* **Saved data entries**
= Beginning of Section =
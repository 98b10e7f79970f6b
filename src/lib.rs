pub mod config;
pub mod delay_manager;
pub mod employer_lookup;
pub mod error;
pub mod extractor;
pub mod filters;
pub mod logger;
pub mod models;
pub mod output;
pub mod pipeline;
pub mod queries;
pub mod search_engine;

// Exporting types for convenience
pub use config::Config;
pub use employer_lookup::{EmployerSearch, EmployerSizeLookup};
pub use extractor::Extractor;
pub use models::{SearchItem, SearchResult, SeenLinks};
pub use pipeline::LeadPipeline;
pub use search_engine::{SearchBackend, SearchEngine};
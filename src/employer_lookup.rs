use rand::Rng;
use reqwest::blocking::Client;
use reqwest::header::{HeaderMap, HeaderValue, ACCEPT_LANGUAGE, USER_AGENT};
use std::time::Duration;

use crate::error::LookupError;
use crate::extractor::Extractor;

pub const WEB_SEARCH_URL: &str = "https://www.google.com/search";

/// Resolves a company slug to an employee count such as `"1,200"`.
pub trait EmployerSizeLookup {
    fn lookup(&self, company: &str) -> Result<String, LookupError>;
}

/// Best-effort lookup that scrapes a generic web search results page.
pub struct EmployerSearch {
    client: Client,
    base_url: String,
    extractor: Extractor,
}

impl EmployerSearch {
    pub fn new(timeout: Duration, extractor: Extractor) -> Result<Self, reqwest::Error> {
        let mut headers = HeaderMap::new();
        headers.insert(ACCEPT_LANGUAGE, HeaderValue::from_static("en-US,en;q=0.9"));

        let client = Client::builder()
            .timeout(timeout)
            .default_headers(headers)
            .cookie_store(true)
            .build()?;

        Ok(EmployerSearch {
            client,
            base_url: WEB_SEARCH_URL.to_string(),
            extractor,
        })
    }

    pub fn with_base_url(mut self, base_url: impl Into<String>) -> Self {
        self.base_url = base_url.into();
        self
    }

    pub fn lookup_url(&self, company: &str) -> String {
        let query = format!("{} number of employees", company);
        format!("{}?q={}", self.base_url, urlencoding::encode(&query))
    }
}

const USER_AGENTS: [&str; 4] = [
    "Mozilla/5.0 (Windows NT 10.0; Win64; x64) AppleWebKit/537.36 (KHTML, like Gecko) Chrome/120.0.0.0 Safari/537.36",
    "Mozilla/5.0 (Macintosh; Intel Mac OS X 10_15_7) AppleWebKit/537.36 (KHTML, like Gecko) Chrome/120.0.0.0 Safari/537.36",
    "Mozilla/5.0 (Windows NT 10.0; Win64; x64; rv:121.0) Gecko/20100101 Firefox/121.0",
    "Mozilla/5.0 (Macintosh; Intel Mac OS X 10.15; rv:121.0) Gecko/20100101 Firefox/121.0",
];

fn random_user_agent() -> &'static str {
    USER_AGENTS[rand::thread_rng().gen_range(0..USER_AGENTS.len())]
}

impl EmployerSizeLookup for EmployerSearch {
    fn lookup(&self, company: &str) -> Result<String, LookupError> {
        let resp = self
            .client
            .get(self.lookup_url(company))
            .header(USER_AGENT, random_user_agent())
            .send()?;

        let status = resp.status();
        if status.as_u16() != 200 {
            return Err(LookupError::BadStatus(status.as_u16()));
        }

        let html = resp.text()?;
        self.extractor
            .extract_employee_count(&html)
            .ok_or(LookupError::NoMatch)
    }
}

#[cfg(test)]
mod tests {
    use super::*;
    use crate::search_engine::mock::TestServer;
    use wiremock::matchers::{method, path, query_param};
    use wiremock::{Mock, ResponseTemplate};

    fn search_against(server: &TestServer) -> EmployerSearch {
        EmployerSearch::new(Duration::from_secs(5), Extractor::new().unwrap())
            .unwrap()
            .with_base_url(server.url("/search"))
    }

    fn respond(server: &TestServer, company: &str, response: ResponseTemplate) {
        server.mount(
            Mock::given(method("GET"))
                .and(path("/search"))
                .and(query_param("q", format!("{} number of employees", company)))
                .respond_with(response),
        );
    }

    #[test]
    fn test_lookup_finds_employee_count() {
        let server = TestServer::start();
        respond(
            &server,
            "acme",
            ResponseTemplate::new(200).set_body_string("<div>Acme Corp · 2,500 employees</div>"),
        );
        assert_eq!(search_against(&server).lookup("acme").unwrap(), "2,500");
    }

    #[test]
    fn test_lookup_bad_status() {
        let server = TestServer::start();
        respond(&server, "acme", ResponseTemplate::new(429).set_body_string("unusual traffic"));
        let err = search_against(&server).lookup("acme").unwrap_err();
        assert!(matches!(err, LookupError::BadStatus(429)));
    }

    #[test]
    fn test_lookup_page_without_count() {
        let server = TestServer::start();
        respond(
            &server,
            "acme",
            ResponseTemplate::new(200).set_body_string("<p>Acme builds rockets</p>"),
        );
        let err = search_against(&server).lookup("acme").unwrap_err();
        assert!(matches!(err, LookupError::NoMatch));
    }

    #[test]
    fn test_random_user_agent_is_a_browser() {
        assert!(random_user_agent().starts_with("Mozilla/5.0"));
    }

    #[test]
    fn test_lookup_url_encodes_query() {
        let search = EmployerSearch::new(Duration::from_secs(1), Extractor::new().unwrap())
            .unwrap()
            .with_base_url("http://localhost/search");
        assert_eq!(
            search.lookup_url("acme-corp"),
            "http://localhost/search?q=acme-corp%20number%20of%20employees"
        );
    }

    #[test]
    fn test_no_match_is_distinct_from_failure() {
        assert_eq!(LookupError::NoMatch.to_string(), "no employee count in response");
        assert_eq!(LookupError::BadStatus(503).to_string(), "lookup returned status 503");
    }
}
use chrono::Local;
use env_logger::Builder;
use log::LevelFilter;
use std::io::Write;

/// Timestamped console logging at `Info`; `RUST_LOG` overrides the level.
pub fn init() {
    Builder::new()
        .format(|buf, record| {
            writeln!(
                buf,
                "{} [{}] - {}",
                Local::now().format("%Y-%m-%d %H:%M:%S"),
                record.level(),
                record.args()
            )
        })
        .filter(None, LevelFilter::Info)
        .parse_default_env()
        .init();

    log::debug!("Logger initialized.");
}
//! Content and geography predicates applied to every search item.
//!
//! All matching is case-insensitive substring matching over the lowercased
//! text; callers pass `title + " " + snippet`.

pub const BLOG_URL_INDICATORS: &[&str] = &["/pulse/", "/articles/", "/blog/"];

pub const BLOG_KEYWORDS: &[&str] = &[
    "blog",
    "article",
    "guide",
    "how to",
    "tips",
    "tutorial",
    "opinion",
    "insights",
    "best practices",
    "case study",
    "how",
    "why",
    "when",
];

pub const EXCLUDED_REGIONS: &[&str] = &[
    // states
    "andhra pradesh", "arunachal pradesh", "assam", "bihar", "chhattisgarh",
    "goa", "gujarat", "haryana", "himachal pradesh", "jharkhand", "karnataka",
    "kerala", "madhya pradesh", "maharashtra", "manipur", "meghalaya",
    "mizoram", "nagaland", "odisha", "punjab", "rajasthan", "sikkim",
    "tamil nadu", "telangana", "tripura", "uttar pradesh", "uttarakhand",
    "west bengal",
    // union territories
    "andaman and nicobar islands", "chandigarh",
    "dadra and nagar haveli and daman and diu", "delhi", "lakshadweep",
    "puducherry", "ladakh", "jammu and kashmir",
    // cities
    "mumbai", "bangalore", "bengaluru", "hyderabad", "chennai", "kolkata",
    "pune", "ahmedabad", "jaipur", "lucknow", "kanpur", "nagpur", "indore",
    "thane", "bhopal", "patna", "vadodara", "agra", "nashik", "faridabad",
    "meerut", "rajkot", "varanasi", "surat", "gurgaon", "noida",
    // country
    "india",
];

/// Why an item was dropped. The `Display` form is what gets logged.
#[derive(Debug, Clone, Copy, PartialEq, Eq)]
pub enum SkipReason {
    MissingLink,
    BlogUrl,
    BlogContent,
    NoRecentDate,
    ExcludedRegion,
    Duplicate,
}

impl std::fmt::Display for SkipReason {
    fn fmt(&self, f: &mut std::fmt::Formatter<'_>) -> std::fmt::Result {
        let s = match self {
            SkipReason::MissingLink => "no link",
            SkipReason::BlogUrl => "article/blog URL",
            SkipReason::BlogContent => "blog-like content",
            SkipReason::NoRecentDate => "no/old date",
            SkipReason::ExcludedRegion => "excluded location",
            SkipReason::Duplicate => "duplicate",
        };
        f.write_str(s)
    }
}

fn contains_any(text: &str, needles: &[&str]) -> bool {
    let text = text.to_lowercase();
    needles.iter().any(|n| text.contains(n))
}

pub fn is_blog_url(link: &str) -> bool {
    contains_any(link, BLOG_URL_INDICATORS)
}

pub fn is_blog_content(text: &str) -> bool {
    contains_any(text, BLOG_KEYWORDS)
}

pub fn mentions_excluded_region(text: &str) -> bool {
    contains_any(text, EXCLUDED_REGIONS)
}
use std::fs::File;
use std::io::Write;
use std::path::Path;

use crate::error::OutputError;
use crate::models::SearchResult;

pub const HEADERS: [&str; 6] = ["Title", "URL", "Date", "Author", "Company", "Company Size"];

/// Writes the header row and one row per result.
pub fn write_results<W: Write>(writer: W, results: &[SearchResult]) -> Result<(), OutputError> {
    let mut csv_writer = csv::WriterBuilder::new().from_writer(writer);
    csv_writer.write_record(HEADERS)?;

    for result in results {
        csv_writer.write_record([
            result.title.as_str(),
            result.link.as_str(),
            result.date_string().as_str(),
            result.author.as_str(),
            result.company.as_str(),
            result.company_size.as_str(),
        ])?;
    }

    csv_writer.flush()?;
    Ok(())
}

/// Creates (or truncates) `path` and writes the results to it.
pub fn save_results<P: AsRef<Path>>(path: P, results: &[SearchResult]) -> Result<(), OutputError> {
    let file = File::create(path)?;
    write_results(file, results)
}
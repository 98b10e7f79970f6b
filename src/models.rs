use chrono::NaiveDate;
use serde::Deserialize;
use std::collections::HashSet;

/// Placeholder for data that could not be extracted or resolved.
pub const UNKNOWN: &str = "unknown";

/// One entry of the search API `items` array. Every field may be absent.
#[derive(Debug, Clone, Default, Deserialize)]
pub struct SearchItem {
    #[serde(default)]
    pub title: Option<String>,
    #[serde(default)]
    pub link: Option<String>,
    #[serde(default)]
    pub snippet: Option<String>,
}

#[derive(Debug, Default, Deserialize)]
pub(crate) struct SearchResponse {
    #[serde(default)]
    pub items: Vec<SearchItem>,
}

/// A post that passed every filter and was enriched.
#[derive(Debug, Clone, PartialEq)]
pub struct SearchResult {
    pub title: String,
    pub link: String,
    pub snippet: String,
    pub post_date: Option<NaiveDate>,
    pub author: String,
    pub company: String,
    pub company_size: String,
}

impl SearchResult {
    pub fn date_string(&self) -> String {
        self.post_date
            .map(|d| d.format("%Y-%m-%d").to_string())
            .unwrap_or_else(|| UNKNOWN.to_string())
    }
}

/// Links already written during this run.
#[derive(Debug, Default)]
pub struct SeenLinks {
    links: HashSet<String>,
}

impl SeenLinks {
    pub fn new() -> Self {
        Self::default()
    }

    pub fn contains(&self, link: &str) -> bool {
        self.links.contains(link)
    }

    /// Returns `false` when the link was already present.
    pub fn insert(&mut self, link: &str) -> bool {
        self.links.insert(link.to_string())
    }

    pub fn len(&self) -> usize {
        self.links.len()
    }

    pub fn is_empty(&self) -> bool {
        self.links.is_empty()
    }
}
= End of Section =
* **About this task**
Would you copy out every line in the records that includes the string "Gecko"?

* **Answer space**
    "Mozilla/5.0 (Windows NT 10.0; Win64; x64) AppleWebKit/537.36 (KHTML, like Gecko) Chrome/120.0.0.0 Safari/537.36",
    "Mozilla/5.0 (Macintosh; Intel Mac OS X 10_15_7) AppleWebKit/537.36 (KHTML, like Gecko) Chrome/120.0.0.0 Safari/537.36",
    "Mozilla/5.0 (Windows NT 10.0; Win64; x64; rv:121.0) Gecko/20100101 Firefox/121.0",
    "Mozilla/5.0 (Macintosh; Intel Mac OS X 10.15; rv:121.0) Gecko/20100101 Firefox/121.0",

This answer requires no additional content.